TWIST #1-half butter & half cream cheese (we only had unsalted butter in the fridge, so I had to add a little more salt when I made these-no biggie)
TWIST#2-beat sugars, egg, butter, etc. on medium speed for 5 MINUTES! Mixture becomes light & fluffy-like frosting but not as dense.
TWIST #3-Replace baking powder with cornstarch! I normally make vanilla pudding cookies....the kind where you add a box of instant pudding to the recipe. It makes them chewy with a nice vanilla flavor. Doing a little research, the reason pudding cookies turn out soft is because "modified food starch" is one of the first ingredients in the pudding mix! So, using cornstarch here basically serves the same purpose :)
We like to use quality HUGE MILK chocolate chips in our cookies. Go big or go home right!?
After whipping all the ingredients together, almost FOLD in the dry ingredients & chocky.
TWIST #4-Use a 3" cookie scoop! HOLY MOSES!!!! I fit 6 on a tray-and the recipe only made a dozen cookies! Granted, they are 12 DOUBLE SIZE cookies.
TWIST #5-Form into balls, flatten slightly with palm of your hand and REFRIGERATE FOR AT LEAST 2 HOURS before baking! This ensures that they bake thick & fluffy!
These cookies did NOT disappoint! Even Mike-who prefers every cookie over chocolate chip- came in smelling the "something is freshly baking air" wanting some!
After they cooled for 5 minutes & set up a bit, they were devoured....and I am pleased to announce-they were DIVINE! I mean come on-look at that thing! One cookie is almost the size of a salad plate! I packed one in everyones lunches today. They are perfectly chewy yet not under-baked. Soooooo good!
Cream Cheese Chocolate Chip Cookies
INGREDIENTS:
1/2 cup (1 stick) unsalted butter, softened
1/4 cup cream cheese, softened (use cream cheese in a block or spreadable, don't use fat-free, light or whipped)
3/4 cup light brown sugar, packed
1/4 cup granulated sugar
1 large egg
2 teaspoons vanilla extract
2 1/4 cups all-purpose flour
2 teaspoons cornstarch
1 teaspoon baking soda
pinch salt, optional and to taste
2 1/4 cups semi-sweet chocolate chips or chunks (I used 1 cup chips and 1 1/4 cups chunks)
1/4 cup cream cheese, softened (use cream cheese in a block or spreadable, don't use fat-free, light or whipped)
3/4 cup light brown sugar, packed
1/4 cup granulated sugar
1 large egg
2 teaspoons vanilla extract
2 1/4 cups all-purpose flour
2 teaspoons cornstarch
1 teaspoon baking soda
pinch salt, optional and to taste
2 1/4 cups semi-sweet chocolate chips or chunks (I used 1 cup chips and 1 1/4 cups chunks)
DIRECTIONS:
- To the bowl of a stand mixer fitted with the paddle attachment, combine the butter, cream cheese (measure it by smooshing it into a 1/4-cup measure), sugars, egg, vanilla, and beat on medium-high speed until well-creamed, light and fluffy, about 5 minutes (or use an electric hand mixer and beat for at least 7 minutes).

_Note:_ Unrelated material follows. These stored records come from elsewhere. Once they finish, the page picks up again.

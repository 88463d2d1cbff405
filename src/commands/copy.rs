//! Main copy command

use crate::config::Settings;
use crate::scanner::copy;
use crate::types::{CopyEvent, CopyResult, EntryFailure, ErrorCode};
use crate::ui::ProgressReporter;
use std::collections::BTreeMap;
use std::path::PathBuf;
use std::sync::{Arc, Mutex};

/// Run the copy described by `settings`, drawing progress and printing a
/// grouped summary of any failures.
pub async fn run(settings: Settings) -> CopyResult {
    let reporter = Arc::new(Mutex::new(if settings.show_progress {
        ProgressReporter::new()
    } else {
        ProgressReporter::hidden()
    }));

    let options = {
        let reporter = Arc::clone(&reporter);
        settings
            .options
            .with_event_callback(move |event: &CopyEvent| {
                if let Ok(mut progress) = reporter.lock() {
                    progress.record(event);
                }
            })
    };

    let result = copy(&settings.source, &settings.destination, options).await;

    if let Ok(progress) = reporter.lock() {
        match &result {
            Ok(stats) => progress.finish(stats),
            Err(failures) => progress.finish(&failures.stats),
        }
    }

    if let Err(failures) = &result {
        let records: Vec<ErrorRecord> = failures.iter().map(ErrorRecord::new).collect();
        eprintln!("{}", format_error_summary(&records));
    }

    result
}

#[derive(Debug)]
struct ErrorRecord {
    code: &'static str,
    path: PathBuf,
    message: String,
    suggestion: Option<&'static str>,
}

impl ErrorRecord {
    fn new(failure: &EntryFailure) -> Self {
        Self {
            code: failure.code.as_str(),
            path: failure.path.clone(),
            message: failure.message.clone(),
            suggestion: suggestion_for(failure.code),
        }
    }
}

fn suggestion_for(code: ErrorCode) -> Option<&'static str> {
    match code {
        ErrorCode::NotFound => Some("Verify the path still exists and retry."),
        ErrorCode::PermissionDenied => {
            Some("Check file permissions or run with a user that has access.")
        }
        ErrorCode::AlreadyExists => {
            Some("Remove or rename the conflicting destination path, then retry.")
        }
        ErrorCode::NoSpace => Some("Free disk space on destination and retry."),
        ErrorCode::ReadOnly => Some("Choose a destination on a writable filesystem."),
        ErrorCode::Loop => Some("Copy without --dereference to keep the links as links."),
        ErrorCode::NotADirectory | ErrorCode::IsADirectory => {
            Some("A file and a directory collide at this path; rename one of them.")
        }
        ErrorCode::InvalidInput | ErrorCode::Io => None,
    }
}

fn format_error_summary(records: &[ErrorRecord]) -> String {
    let mut groups: BTreeMap<&'static str, Vec<&ErrorRecord>> = BTreeMap::new();
    for record in records {
        groups.entry(record.code).or_default().push(record);
    }

    let mut lines = Vec::new();
    lines.push("Error summary:".to_string());
    for (code, items) in groups {
        lines.push(format!("  {} ({}):", code, items.len()));
        for record in items.iter().take(3) {
            lines.push(format!("    - {}", record.message));
            lines.push(format!("      Path: {}", record.path.display()));
        }
        if items.len() > 3 {
            lines.push(format!("    - ... {} more", items.len() - 3));
        }
        if let Some(suggestion) = items.first().and_then(|r| r.suggestion) {
            lines.push(format!("      Try: {}", suggestion));
        }
    }
    lines.join("\n")
}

- Stop, scrape down the sides of the bowl, and add the flour, cornstarch, baking soda, optional salt, and mix until just combined, about 1 minute.
- Add chocolate chips and chunks, and beat momentarily to incorporate, or fold in by hand.
- Using a medium 2 to 3-inch cookie scoop, form heaping mounds. Place mounds on a large plate, flatten mounds slightly with your palm, cover with plastic wrap, and refrigerate for at least 2 hours, or up to 5 days, before baking. Do not bake with warm dough because cookies will spread and bake thinner and flatter.
- Preheat oven to 350F, line a baking sheet with a Silpat Non-Stick Baking Mat or spray with cooking spray and place mounds on baking sheet, spaced at least 2 inches apart (I bake 8 cookies per sheet). Bake for 8 to 9 minutes, or until edges have set and tops are just beginning to set, even if slightly undercooked, pale and glossy in the center. Do not bake longer than 10 minutes as cookies will firm up as they cool (The cookies shown in the photos were baked with dough that had been chilled overnight, allowed to come to room temp for 15 minutes, and were baked for 8 minutes, with trays rotated at the 4-minute mark. They have chewy edges with soft, pillowy centers). Allow cookies to cool on the baking sheet for 5 minutes before removing and transferring to a rack to finish cooling.
- Cookies will keep airtight at room temperature for up to 1 week, or in the freezer for up to 3 months. Alternatively, unbaked cookie dough can be stored airtight in the refrigerator for up to 5 days, so consider baking only as many cookies as desired and save the remaining dough to be baked in the future when desired.